■ Prompt:
Select all lines holding the word "MetricKind" from the entries that follow.

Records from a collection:
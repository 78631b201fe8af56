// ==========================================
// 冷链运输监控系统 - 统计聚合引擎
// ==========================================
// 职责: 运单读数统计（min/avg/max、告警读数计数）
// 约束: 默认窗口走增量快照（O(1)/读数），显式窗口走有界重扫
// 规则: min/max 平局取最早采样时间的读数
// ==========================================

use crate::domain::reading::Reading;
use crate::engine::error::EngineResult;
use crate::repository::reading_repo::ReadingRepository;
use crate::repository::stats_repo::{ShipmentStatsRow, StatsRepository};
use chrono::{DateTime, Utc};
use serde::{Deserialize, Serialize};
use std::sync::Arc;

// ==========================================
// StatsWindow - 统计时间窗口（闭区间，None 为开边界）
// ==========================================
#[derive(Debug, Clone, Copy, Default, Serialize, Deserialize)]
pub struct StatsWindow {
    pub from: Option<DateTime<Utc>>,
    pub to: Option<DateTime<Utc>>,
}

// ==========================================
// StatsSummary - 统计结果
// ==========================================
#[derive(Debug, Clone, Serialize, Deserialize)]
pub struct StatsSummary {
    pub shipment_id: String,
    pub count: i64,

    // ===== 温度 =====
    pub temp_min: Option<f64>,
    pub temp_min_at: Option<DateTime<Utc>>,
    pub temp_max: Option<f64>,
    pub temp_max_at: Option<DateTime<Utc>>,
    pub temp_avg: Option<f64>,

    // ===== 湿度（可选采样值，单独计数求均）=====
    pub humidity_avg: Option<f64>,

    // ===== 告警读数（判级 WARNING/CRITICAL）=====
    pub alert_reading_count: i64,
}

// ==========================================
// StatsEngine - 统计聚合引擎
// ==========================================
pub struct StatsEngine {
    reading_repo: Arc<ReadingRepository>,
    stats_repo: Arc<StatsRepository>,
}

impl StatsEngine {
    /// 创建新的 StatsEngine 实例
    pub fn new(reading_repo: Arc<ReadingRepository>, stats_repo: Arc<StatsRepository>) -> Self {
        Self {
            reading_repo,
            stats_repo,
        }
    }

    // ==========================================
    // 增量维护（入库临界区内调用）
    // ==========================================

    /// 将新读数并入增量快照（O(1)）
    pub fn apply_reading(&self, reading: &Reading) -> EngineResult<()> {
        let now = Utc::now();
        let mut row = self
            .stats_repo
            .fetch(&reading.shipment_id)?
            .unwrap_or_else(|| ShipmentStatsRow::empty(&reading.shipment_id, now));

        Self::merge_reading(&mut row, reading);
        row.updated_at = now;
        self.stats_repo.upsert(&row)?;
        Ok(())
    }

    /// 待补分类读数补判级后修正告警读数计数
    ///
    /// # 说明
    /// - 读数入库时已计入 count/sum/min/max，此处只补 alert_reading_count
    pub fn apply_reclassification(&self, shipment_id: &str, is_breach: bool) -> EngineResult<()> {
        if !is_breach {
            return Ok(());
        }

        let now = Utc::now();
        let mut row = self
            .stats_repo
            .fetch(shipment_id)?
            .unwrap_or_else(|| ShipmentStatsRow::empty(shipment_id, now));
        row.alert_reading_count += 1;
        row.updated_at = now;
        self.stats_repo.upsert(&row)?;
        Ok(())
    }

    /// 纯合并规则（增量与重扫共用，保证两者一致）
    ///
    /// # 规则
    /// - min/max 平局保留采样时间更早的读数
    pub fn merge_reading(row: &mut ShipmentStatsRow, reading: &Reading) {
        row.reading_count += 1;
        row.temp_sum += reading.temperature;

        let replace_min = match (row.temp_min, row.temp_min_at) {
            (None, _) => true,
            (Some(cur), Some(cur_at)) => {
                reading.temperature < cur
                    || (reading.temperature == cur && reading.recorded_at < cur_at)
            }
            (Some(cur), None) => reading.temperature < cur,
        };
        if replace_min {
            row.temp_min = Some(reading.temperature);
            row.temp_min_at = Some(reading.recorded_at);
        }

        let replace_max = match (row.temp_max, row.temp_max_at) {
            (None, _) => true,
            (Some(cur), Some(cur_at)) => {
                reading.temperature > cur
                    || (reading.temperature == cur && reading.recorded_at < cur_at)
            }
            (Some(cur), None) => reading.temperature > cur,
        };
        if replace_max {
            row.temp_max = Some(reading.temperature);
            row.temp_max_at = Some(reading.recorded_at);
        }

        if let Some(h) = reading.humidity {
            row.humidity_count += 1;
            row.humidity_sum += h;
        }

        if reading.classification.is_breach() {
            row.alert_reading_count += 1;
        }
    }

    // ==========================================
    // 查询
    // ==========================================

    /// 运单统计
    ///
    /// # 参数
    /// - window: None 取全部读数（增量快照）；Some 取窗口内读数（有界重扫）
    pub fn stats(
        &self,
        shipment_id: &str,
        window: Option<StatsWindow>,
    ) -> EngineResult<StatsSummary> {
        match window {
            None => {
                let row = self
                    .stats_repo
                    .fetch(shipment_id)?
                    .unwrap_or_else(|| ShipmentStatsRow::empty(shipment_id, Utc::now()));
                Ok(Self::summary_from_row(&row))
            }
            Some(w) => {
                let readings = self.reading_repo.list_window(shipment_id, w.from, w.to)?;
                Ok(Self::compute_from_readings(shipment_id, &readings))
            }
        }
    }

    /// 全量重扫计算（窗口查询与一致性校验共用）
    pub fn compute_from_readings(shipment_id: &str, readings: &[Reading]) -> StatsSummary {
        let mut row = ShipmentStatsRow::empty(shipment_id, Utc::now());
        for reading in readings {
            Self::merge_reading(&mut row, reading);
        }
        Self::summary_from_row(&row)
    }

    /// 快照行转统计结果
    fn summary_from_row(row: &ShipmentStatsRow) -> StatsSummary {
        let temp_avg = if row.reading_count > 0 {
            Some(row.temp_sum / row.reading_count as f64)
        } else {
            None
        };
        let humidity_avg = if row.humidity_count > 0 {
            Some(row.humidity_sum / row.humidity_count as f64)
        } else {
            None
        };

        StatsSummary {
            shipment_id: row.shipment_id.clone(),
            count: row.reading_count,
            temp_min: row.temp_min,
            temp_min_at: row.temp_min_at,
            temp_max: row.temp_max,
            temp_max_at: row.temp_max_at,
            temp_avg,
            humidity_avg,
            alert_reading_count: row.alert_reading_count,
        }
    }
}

...

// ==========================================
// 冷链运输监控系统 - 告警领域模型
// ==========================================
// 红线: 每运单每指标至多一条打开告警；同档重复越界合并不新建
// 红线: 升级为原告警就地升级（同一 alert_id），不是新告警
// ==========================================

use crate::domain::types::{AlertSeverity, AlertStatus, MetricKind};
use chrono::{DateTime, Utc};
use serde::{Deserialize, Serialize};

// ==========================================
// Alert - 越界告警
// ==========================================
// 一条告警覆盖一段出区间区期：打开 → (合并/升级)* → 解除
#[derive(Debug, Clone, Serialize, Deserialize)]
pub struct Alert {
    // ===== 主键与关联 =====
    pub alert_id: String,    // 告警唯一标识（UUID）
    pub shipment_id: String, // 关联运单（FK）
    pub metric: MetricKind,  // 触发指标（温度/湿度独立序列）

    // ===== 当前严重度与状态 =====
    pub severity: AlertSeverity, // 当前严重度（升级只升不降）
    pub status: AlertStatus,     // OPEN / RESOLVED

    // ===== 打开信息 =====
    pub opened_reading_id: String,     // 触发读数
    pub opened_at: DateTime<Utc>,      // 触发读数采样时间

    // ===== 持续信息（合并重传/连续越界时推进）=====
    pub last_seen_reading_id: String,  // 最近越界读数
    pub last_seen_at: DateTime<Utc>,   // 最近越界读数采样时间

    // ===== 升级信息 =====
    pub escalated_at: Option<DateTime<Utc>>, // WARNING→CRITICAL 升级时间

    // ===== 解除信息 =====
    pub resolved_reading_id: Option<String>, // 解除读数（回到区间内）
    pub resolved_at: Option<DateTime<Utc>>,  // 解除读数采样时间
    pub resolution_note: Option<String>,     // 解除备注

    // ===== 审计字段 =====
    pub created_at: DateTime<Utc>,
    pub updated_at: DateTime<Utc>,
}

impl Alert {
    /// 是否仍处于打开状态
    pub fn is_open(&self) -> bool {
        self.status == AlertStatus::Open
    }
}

■ Response to this task:
use crate::domain::types::{AlertSeverity, AlertStatus, MetricKind};
    pub metric: MetricKind,  // 触发指标（温度/湿度独立序列）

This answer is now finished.